Task statement: Read each of the lines below and tally those with "Whether"; the tally is the whole answer.

(Stored data)

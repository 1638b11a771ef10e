//! Euro amounts stored as integer cents.
//!
//! The shop only sells in euros, and the payment provider works in the
//! smallest currency unit, so prices are kept as `i64` cents end to end.
//! Decimal arithmetic (`rust_decimal`) is used where a ratio is applied.

use core::fmt;
use core::iter::Sum;

use rust_decimal::{Decimal, RoundingStrategy};
use serde::{Deserialize, Serialize};

/// ISO 4217 code used for every amount in the shop.
pub const CURRENCY: &str = "eur";

/// An amount in euro cents.
#[derive(Debug, Clone, Copy, PartialEq, Eq, PartialOrd, Ord, Hash, Default, Serialize, Deserialize)]
#[serde(transparent)]
pub struct Price(i64);

impl Price {
    /// Zero euros.
    pub const ZERO: Self = Self(0);

    /// Create a price from cents.
    #[must_use]
    pub const fn from_cents(cents: i64) -> Self {
        Self(cents)
    }

    /// Create a price from whole euros.
    #[must_use]
    pub const fn from_euros(euros: i64) -> Self {
        Self(euros * 100)
    }

    /// Amount in cents.
    #[must_use]
    pub const fn cents(self) -> i64 {
        self.0
    }

    /// Whether the amount is zero.
    #[must_use]
    pub const fn is_zero(self) -> bool {
        self.0 == 0
    }

    /// Whether the amount is below zero.
    #[must_use]
    pub const fn is_negative(self) -> bool {
        self.0 < 0
    }

    /// Unit price multiplied by a quantity.
    #[must_use]
    pub fn times(self, quantity: i32) -> Self {
        Self(self.0.saturating_mul(i64::from(quantity)))
    }

    /// Sum of two amounts, saturating on overflow.
    #[must_use]
    pub const fn saturating_add(self, other: Self) -> Self {
        Self(self.0.saturating_add(other.0))
    }

    /// Difference of two amounts, clamped at zero.
    #[must_use]
    pub const fn saturating_sub(self, other: Self) -> Self {
        let diff = self.0.saturating_sub(other.0);
        if diff < 0 { Self(0) } else { Self(diff) }
    }

    /// A percentage of this amount, rounded down to the cent.
    #[must_use]
    pub fn percentage(self, percent: u8) -> Self {
        let amount = self.as_decimal() * Decimal::from(percent) / Decimal::ONE_HUNDRED;
        Self::from_decimal_floor(amount)
    }

    /// The VAT included in this tax-inclusive amount for a rate in percent.
    ///
    /// `total * rate / (100 + rate)`, rounded half-even to the cent.
    #[must_use]
    pub fn vat_included(self, rate_percent: u8) -> Self {
        let rate = Decimal::from(rate_percent);
        let vat = self.as_decimal() * rate / (Decimal::ONE_HUNDRED + rate);
        let rounded = vat.round_dp_with_strategy(2, RoundingStrategy::MidpointNearestEven);
        Self::from_decimal_floor(rounded)
    }

    /// Amount in euros as a decimal with two places.
    #[must_use]
    pub fn as_decimal(self) -> Decimal {
        Decimal::new(self.0, 2)
    }

    fn from_decimal_floor(euros: Decimal) -> Self {
        let cents = (euros * Decimal::ONE_HUNDRED).floor();
        Self(i64::try_from(cents).unwrap_or(i64::MAX))
    }
}

impl From<i64> for Price {
    fn from(cents: i64) -> Self {
        Self(cents)
    }
}

impl From<Price> for i64 {
    fn from(price: Price) -> Self {
        price.0
    }
}

impl Sum for Price {
    fn sum<I: Iterator<Item = Self>>(iter: I) -> Self {
        iter.fold(Self::ZERO, Self::saturating_add)
    }
}

/// French formatting: narrow no-break space thousands separator, comma
/// decimal separator, trailing euro sign (`1 234,50 €`).
impl fmt::Display for Price {
    fn fmt(&self, f: &mut fmt::Formatter<'_>) -> fmt::Result {
        let sign = if self.0 < 0 { "-" } else { "" };
        let abs = self.0.unsigned_abs();
        let euros = abs / 100;
        let cents = abs % 100;

        let digits = euros.to_string();
        let mut grouped = String::with_capacity(digits.len() + digits.len() / 3 * 3);
        for (i, ch) in digits.chars().enumerate() {
            if i > 0 && (digits.len() - i) % 3 == 0 {
                grouped.push('\u{202f}');
            }
            grouped.push(ch);
        }

        write!(f, "{sign}{grouped},{cents:02}\u{a0}€")
    }
}

#[cfg(feature = "postgres")]
impl sqlx::Type<sqlx::Postgres> for Price {
    fn type_info() -> sqlx::postgres::PgTypeInfo {
        <i64 as sqlx::Type<sqlx::Postgres>>::type_info()
    }

    fn compatible(ty: &sqlx::postgres::PgTypeInfo) -> bool {
        <i64 as sqlx::Type<sqlx::Postgres>>::compatible(ty)
    }
}

#[cfg(feature = "postgres")]
impl<'r> sqlx::Decode<'r, sqlx::Postgres> for Price {
    fn decode(value: sqlx::postgres::PgValueRef<'r>) -> Result<Self, sqlx::error::BoxDynError> {
        Ok(Self(<i64 as sqlx::Decode<sqlx::Postgres>>::decode(value)?))
    }
}

#[cfg(feature = "postgres")]
impl sqlx::Encode<'_, sqlx::Postgres> for Price {
    fn encode_by_ref(
        &self,
        buf: &mut sqlx::postgres::PgArgumentBuffer,
    ) -> Result<sqlx::encode::IsNull, sqlx::error::BoxDynError> {
        <i64 as sqlx::Encode<sqlx::Postgres>>::encode_by_ref(&self.0, buf)
    }
}

#[cfg(test)]
mod tests {
    use super::*;

    #[test]
    fn test_times_and_sum() {
        let unit = Price::from_cents(4_590);
        assert_eq!(unit.times(3), Price::from_cents(13_770));

        let total: Price = [Price::from_cents(100), Price::from_cents(250)]
            .into_iter()
            .sum();
        assert_eq!(total, Price::from_cents(350));
    }

    #[test]
    fn test_saturating_sub_clamps_at_zero() {
        assert_eq!(
            Price::from_cents(500).saturating_sub(Price::from_cents(800)),
            Price::ZERO
        );
    }

    #[test]
    fn test_percentage_rounds_down() {
        // 15% of 33,33 € = 4,9995 € -> 4,99 €
        assert_eq!(Price::from_cents(3_333).percentage(15), Price::from_cents(499));
        assert_eq!(Price::from_euros(80).percentage(100), Price::from_euros(80));
        assert_eq!(Price::from_euros(80).percentage(0), Price::ZERO);
    }

    #[test]
    fn test_vat_included() {
        // 120,00 € TTC at 20% contains 20,00 € of VAT
        assert_eq!(Price::from_euros(120).vat_included(20), Price::from_euros(20));
        // 10,00 € TTC -> 1,666.. -> 1,67 €
        assert_eq!(Price::from_euros(10).vat_included(20), Price::from_cents(167));
    }

    #[test]
    fn test_display_french_format() {
        assert_eq!(Price::from_cents(4_590).to_string(), "45,90\u{a0}€");
        assert_eq!(Price::from_cents(123_450).to_string(), "1\u{202f}234,50\u{a0}€");
        assert_eq!(Price::from_cents(5).to_string(), "0,05\u{a0}€");
        assert_eq!(Price::from_cents(-600).to_string(), "-6,00\u{a0}€");
    }
}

Response for this exercise: 2